同書は、東日本大震災で被災した、岩手県陸前高田市にある醤油醸造会社・ヤマニ醤油の再生の日々を綴ったドキュメンタリー。同社は、各戸を回って販売する"御用聞き"商売を行い、150年近く続いてきた老舗の蔵元。しかし、東日本大震災で、蔵も家もすべて流されてしまう。何もかもを失った時、「母親の味はヤマニの味。ヤマニの味はふるさとの味なんだ」という客の声が胸に響き、その希望をよすがに新沼社長夫妻は会社の復興を目指す。しかも、彼らは信じられないような起死回生の秘策をとり、ついに再開を成し遂げたのだった。

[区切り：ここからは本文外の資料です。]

//! Completion detection with fixed priority.

use super::lines::{
    is_column_complete, is_corner_complete, is_full_house, is_row_complete, COLUMNS, CORNERS,
    ROWS,
};
use crate::{Board, Position};
use serde::{Deserialize, Serialize};
use tracing::{debug, instrument};

/// A win condition satisfied by a tile update.
///
/// Variants are declared in announcement priority order.
#[derive(Debug, Clone, Copy, PartialEq, Eq, Hash, Serialize, Deserialize)]
pub enum Completion {
    /// All nine tiles have images.
    FullHouse,
    /// All four corners have images and a corner was just updated.
    Corner,
    /// A row is complete (zero-based row index).
    Row(usize),
    /// A column is complete (zero-based column index).
    Column(usize),
}

impl Completion {
    /// Positions belonging to this condition, in ascending order.
    pub fn positions(&self) -> Vec<Position> {
        match self {
            Completion::FullHouse => Position::ALL.to_vec(),
            Completion::Corner => CORNERS.to_vec(),
            Completion::Row(row) => ROWS[*row].to_vec(),
            Completion::Column(col) => COLUMNS[*col].to_vec(),
        }
    }

    /// Human-readable label.
    pub fn label(&self) -> String {
        match self {
            Completion::FullHouse => "Full house".to_string(),
            Completion::Corner => "Four corners".to_string(),
            Completion::Row(row) => format!("Row {}", row + 1),
            Completion::Column(col) => format!("Column {}", col + 1),
        }
    }
}

impl std::fmt::Display for Completion {
    fn fmt(&self, f: &mut std::fmt::Formatter<'_>) -> std::fmt::Result {
        write!(f, "{}", self.label())
    }
}

/// Every condition satisfied by an update at `updated`, in priority order.
///
/// A full house is reported regardless of the updated position. Corner
/// only counts when `updated` is itself a corner.
#[instrument(skip(board))]
pub fn satisfied(board: &Board, updated: Position) -> Vec<Completion> {
    let mut found = Vec::new();
    if is_full_house(board) {
        found.push(Completion::FullHouse);
    }
    if is_corner_complete(board, updated) {
        found.push(Completion::Corner);
    }
    if is_row_complete(board, updated) {
        found.push(Completion::Row(updated.row()));
    }
    if is_column_complete(board, updated) {
        found.push(Completion::Column(updated.column()));
    }
    found
}

/// The single condition to announce for an update at `updated`.
///
/// Priority is FullHouse, Corner, Row, Column. When a row and a column
/// complete in the same update only the row is announced.
#[instrument(skip(board))]
pub fn detect(board: &Board, updated: Position) -> Option<Completion> {
    let completion = satisfied(board, updated).into_iter().next();
    debug!(?completion, filled = board.filled_count(), "Detected completion");
    completion
}

#[cfg(test)]
mod tests {
    use super::*;

    fn board_with(filled: &[u8]) -> Board {
        let mut board = Board::new();
        for &n in filled {
            let pos = Position::from_number(n).expect("valid number");
            board.set_image(pos, Some(format!("img{n}")));
        }
        board
    }

    #[test]
    fn test_empty_update_detects_nothing() {
        let board = board_with(&[5]);
        assert_eq!(detect(&board, Position::Center), None);
    }

    #[test]
    fn test_row_beats_column() {
        // Tile 1 completes both row 1 and column 1.
        let board = board_with(&[1, 2, 3, 4, 7]);
        assert_eq!(
            satisfied(&board, Position::TopLeft),
            vec![Completion::Row(0), Completion::Column(0)]
        );
        assert_eq!(detect(&board, Position::TopLeft), Some(Completion::Row(0)));
    }

    #[test]
    fn test_column_when_row_incomplete() {
        let board = board_with(&[2, 5, 8]);
        assert_eq!(
            detect(&board, Position::Center),
            Some(Completion::Column(1))
        );
    }

    #[test]
    fn test_corner_beats_row() {
        let board = board_with(&[1, 2, 3, 7, 9]);
        assert_eq!(detect(&board, Position::TopRight), Some(Completion::Corner));
        // Tile 2 is not a corner, so the row wins there.
        assert_eq!(detect(&board, Position::TopCenter), Some(Completion::Row(0)));
    }

    #[test]
    fn test_positions_of_each_condition() {
        let numbers = |c: Completion| -> Vec<u8> {
            c.positions().iter().map(|p| p.number()).collect()
        };
        assert_eq!(numbers(Completion::Corner), vec![1, 3, 7, 9]);
        assert_eq!(numbers(Completion::Row(2)), vec![7, 8, 9]);
        assert_eq!(numbers(Completion::Column(1)), vec![2, 5, 8]);
        assert_eq!(numbers(Completion::FullHouse).len(), 9);
    }
}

ヤマニ醤油復活への過程には、「秘策を支える屋台骨として職人たちの味の再生への努力、長年の顧客本位の歴史など、5人のプロを主軸とする"人の思いのリレー"があった」という。信じる強さ、誠実に働くことの確かさ、理想を追い求めることが現実を作っていくと同書は訴える。ゼロからでもやり直す勇気をくれる一冊となっている。

また、表紙には故やなせたかし氏がデザインした「天使のしょうゆ」のラベルを使用している。

著者の塩沢槙氏は1975年東京生まれ。写真家・文筆家。駒澤大学文学部国文科卒業。英国留学後仕事を始める。主な著書に『百年のしごと』(東京書籍)などがある。